**Required action**
Print the lines of the data, starting with the first, up to and including the line where "reserves each primary" appears.

(Stored data entries)
//! Rate limiting and lockout for authentication flows.
//!
//! Flow Overview:
//! 1) Every auth operation asks `RateLimiter::allow` with a key (principal, client IP)
//!    and an operation class. Buckets refill continuously over the class window.
//! 2) A refused call counts as a consecutive violation; the retry hint doubles per
//!    violation from the configured base and stops at the cap.
//! 3) `FailureTracker` reserves each primary verification as an `Attempt`, counts the
//!    failures and locks the identity out once the threshold is reached.
//!
//! Both structures are sharded maps; no lock is held beyond a single entry update.

use chrono::{DateTime, Duration, Utc};
use dashmap::DashMap;
use std::sync::Arc;
use tracing::warn;

use super::{
    clock::Clock,
    config::{AuthorityConfig, RateLimitPolicy},
    error::{AuthError, AuthResult},
    types::OperationClass,
};

/// Retry delay after `violations` consecutive refusals.
#[must_use]
pub fn backoff_delay(base_ms: u64, max_ms: u64, violations: u32) -> u64 {
    if violations == 0 {
        return 0;
    }
    let factor = 1u64.checked_shl(violations - 1).unwrap_or(u64::MAX);
    base_ms.saturating_mul(factor).min(max_ms)
}

pub trait RateLimiter: Send + Sync {
    /// # Errors
    /// Returns `AuthError::RateLimited` with the backoff hint when the key is over budget.
    fn allow(&self, key: &str, operation: OperationClass) -> AuthResult<()>;

    /// Drop idle state. Returns the number of entries removed.
    fn sweep(&self) -> usize {
        0
    }
}

#[derive(Clone, Debug)]
pub struct NoopRateLimiter;

impl RateLimiter for NoopRateLimiter {
    fn allow(&self, _key: &str, _operation: OperationClass) -> AuthResult<()> {
        Ok(())
    }
}

#[derive(Debug)]
struct Bucket {
    tokens: f64,
    refilled_at: DateTime<Utc>,
    violations: u32,
}

pub struct TokenBucketLimiter {
    clock: Arc<dyn Clock>,
    login: RateLimitPolicy,
    refresh: RateLimitPolicy,
    mfa_attempt: RateLimitPolicy,
    backoff_base_ms: u64,
    backoff_max_ms: u64,
    buckets: DashMap<(String, OperationClass), Bucket>,
}

impl TokenBucketLimiter {
    #[must_use]
    pub fn new(config: &AuthorityConfig, clock: Arc<dyn Clock>) -> Self {
        Self {
            clock,
            login: config.rate_limit(OperationClass::Login),
            refresh: config.rate_limit(OperationClass::Refresh),
            mfa_attempt: config.rate_limit(OperationClass::MfaAttempt),
            backoff_base_ms: config.backoff_base_ms(),
            backoff_max_ms: config.backoff_max_ms(),
            buckets: DashMap::new(),
        }
    }

    fn policy(&self, operation: OperationClass) -> RateLimitPolicy {
        match operation {
            OperationClass::Login => self.login,
            OperationClass::Refresh => self.refresh,
            OperationClass::MfaAttempt => self.mfa_attempt,
        }
    }

    fn refill(bucket: &mut Bucket, policy: RateLimitPolicy, now: DateTime<Utc>) {
        let elapsed_ms = (now - bucket.refilled_at).num_milliseconds().max(0);
        let window_ms = policy.window().num_milliseconds().max(1);
        #[allow(clippy::cast_precision_loss)]
        let gained = elapsed_ms as f64 * f64::from(policy.burst()) / window_ms as f64;
        bucket.tokens = (bucket.tokens + gained).min(f64::from(policy.burst()));
        bucket.refilled_at = now;
    }
}

impl RateLimiter for TokenBucketLimiter {
    fn allow(&self, key: &str, operation: OperationClass) -> AuthResult<()> {
        let policy = self.policy(operation);
        let now = self.clock.now();
        let mut bucket = self
            .buckets
            .entry((key.to_string(), operation))
            .or_insert_with(|| Bucket {
                tokens: f64::from(policy.burst()),
                refilled_at: now,
                violations: 0,
            });
        Self::refill(&mut bucket, policy, now);

        if bucket.tokens >= 1.0 {
            bucket.tokens -= 1.0;
            bucket.violations = 0;
            return Ok(());
        }

        bucket.violations = bucket.violations.saturating_add(1);
        let retry_after_ms =
            backoff_delay(self.backoff_base_ms, self.backoff_max_ms, bucket.violations);
        drop(bucket);
        warn!(
            operation = operation.as_str(),
            retry_after_ms, "Rate limit exceeded"
        );
        Err(AuthError::RateLimited { retry_after_ms })
    }

    fn sweep(&self) -> usize {
        let now = self.clock.now();
        let before = self.buckets.len();
        self.buckets.retain(|(_, operation), bucket| {
            let policy = self.policy(*operation);
            now - bucket.refilled_at < policy.window()
        });
        before.saturating_sub(self.buckets.len())
    }
}

#[derive(Debug)]
struct FailureState {
    failures: u32,
    in_flight: u32,
    first_failure_at: DateTime<Utc>,
    locked_until: Option<DateTime<Utc>>,
}

impl FailureState {
    fn new(now: DateTime<Utc>) -> Self {
        Self {
            failures: 0,
            in_flight: 0,
            first_failure_at: now,
            locked_until: None,
        }
    }

    fn is_idle(&self) -> bool {
        self.failures == 0 && self.in_flight == 0 && self.locked_until.is_none()
    }
}

/// Consecutive failed verifications per principal, with timed lockout.
///
/// Attempts are reserved before the credential is checked, so failures still in
/// flight count against the threshold.
pub struct FailureTracker {
    clock: Arc<dyn Clock>,
    threshold: u32,
    lockout: Duration,
    entries: DashMap<String, FailureState>,
}

impl FailureTracker {
    #[must_use]
    pub fn new(config: &AuthorityConfig, clock: Arc<dyn Clock>) -> Self {
        Self {
            clock,
            threshold: config.lockout_threshold(),
            lockout: config.lockout_duration(),
            entries: DashMap::new(),
        }
    }

    /// Reserve one verification attempt for `key`.
    ///
    /// # Errors
    /// Returns `AuthError::LockedOut` while a lockout is active, or while the
    /// attempts already in flight could reach the threshold on their own.
    pub fn begin(self: &Arc<Self>, key: &str) -> AuthResult<Attempt> {
        let now = self.clock.now();
        let mut entry = self
            .entries
            .entry(key.to_string())
            .or_insert_with(|| FailureState::new(now));

        match entry.locked_until {
            Some(until) if until > now => {
                let retry_after_ms = millis(until - now);
                return Err(AuthError::LockedOut { retry_after_ms });
            }
            Some(_) => {
                entry.locked_until = None;
                entry.failures = 0;
                entry.first_failure_at = now;
            }
            None if now - entry.first_failure_at >= self.lockout => {
                entry.failures = 0;
                entry.first_failure_at = now;
            }
            None => {}
        }

        if entry.failures.saturating_add(entry.in_flight) >= self.threshold {
            warn!(
                failures = entry.failures,
                in_flight = entry.in_flight,
                "Attempt refused: pending failures would reach the lockout threshold"
            );
            return Err(AuthError::LockedOut {
                retry_after_ms: millis(self.lockout),
            });
        }
        entry.in_flight = entry.in_flight.saturating_add(1);
        Ok(Attempt {
            tracker: Arc::clone(self),
            key: key.to_string(),
            settled: false,
        })
    }

    fn settle(&self, key: &str, outcome: Option<bool>) -> bool {
        let now = self.clock.now();
        let Some(mut entry) = self.entries.get_mut(key) else {
            return false;
        };
        entry.in_flight = entry.in_flight.saturating_sub(1);
        let mut locked = false;
        match outcome {
            Some(true) => entry.failures = 0,
            Some(false) => {
                if entry.failures == 0 {
                    entry.first_failure_at = now;
                }
                entry.failures = entry.failures.saturating_add(1);
                if entry.locked_until.is_none() && entry.failures >= self.threshold {
                    entry.locked_until = Some(now + self.lockout);
                    warn!(failures = entry.failures, "Principal locked out");
                    locked = true;
                }
            }
            None => {}
        }
        drop(entry);
        self.entries.remove_if(key, |_, state| state.is_idle());
        locked
    }

    pub fn sweep(&self) -> usize {
        let now = self.clock.now();
        let before = self.entries.len();
        self.entries.retain(|_, state| {
            state.in_flight > 0
                || match state.locked_until {
                    Some(until) => until > now,
                    None => state.failures > 0 && now - state.first_failure_at < self.lockout,
                }
        });
        before.saturating_sub(self.entries.len())
    }
}

fn millis(duration: Duration) -> u64 {
    u64::try_from(duration.num_milliseconds()).unwrap_or(0)
}

/// A reserved verification attempt. Dropping it unsettled releases the slot
/// without counting a failure.
#[must_use]
pub struct Attempt {
    tracker: Arc<FailureTracker>,
    key: String,
    settled: bool,
}

impl Attempt {
    /// The credential matched; the failure count resets.
    pub fn succeeded(mut self) {
        self.settled = true;
        self.tracker.settle(&self.key, Some(true));
    }

    /// The credential was rejected. Returns true when this failure triggered a lockout.
    pub fn failed(mut self) -> bool {
        self.settled = true;
        self.tracker.settle(&self.key, Some(false))
    }
}

impl Drop for Attempt {
    fn drop(&mut self) {
        if !self.settled {
            self.tracker.settle(&self.key, None);
        }
    }
}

**Answer to the exercise**
//! Rate limiting and lockout for authentication flows.
//!
//! Flow Overview:
//! 1) Every auth operation asks `RateLimiter::allow` with a key (principal, client IP)
//!    and an operation class. Buckets refill continuously over the class window.
//! 2) A refused call counts as a consecutive violation; the retry hint doubles per
//!    violation from the configured base and stops at the cap.
//! 3) `FailureTracker` reserves each primary verification as an `Attempt`, counts the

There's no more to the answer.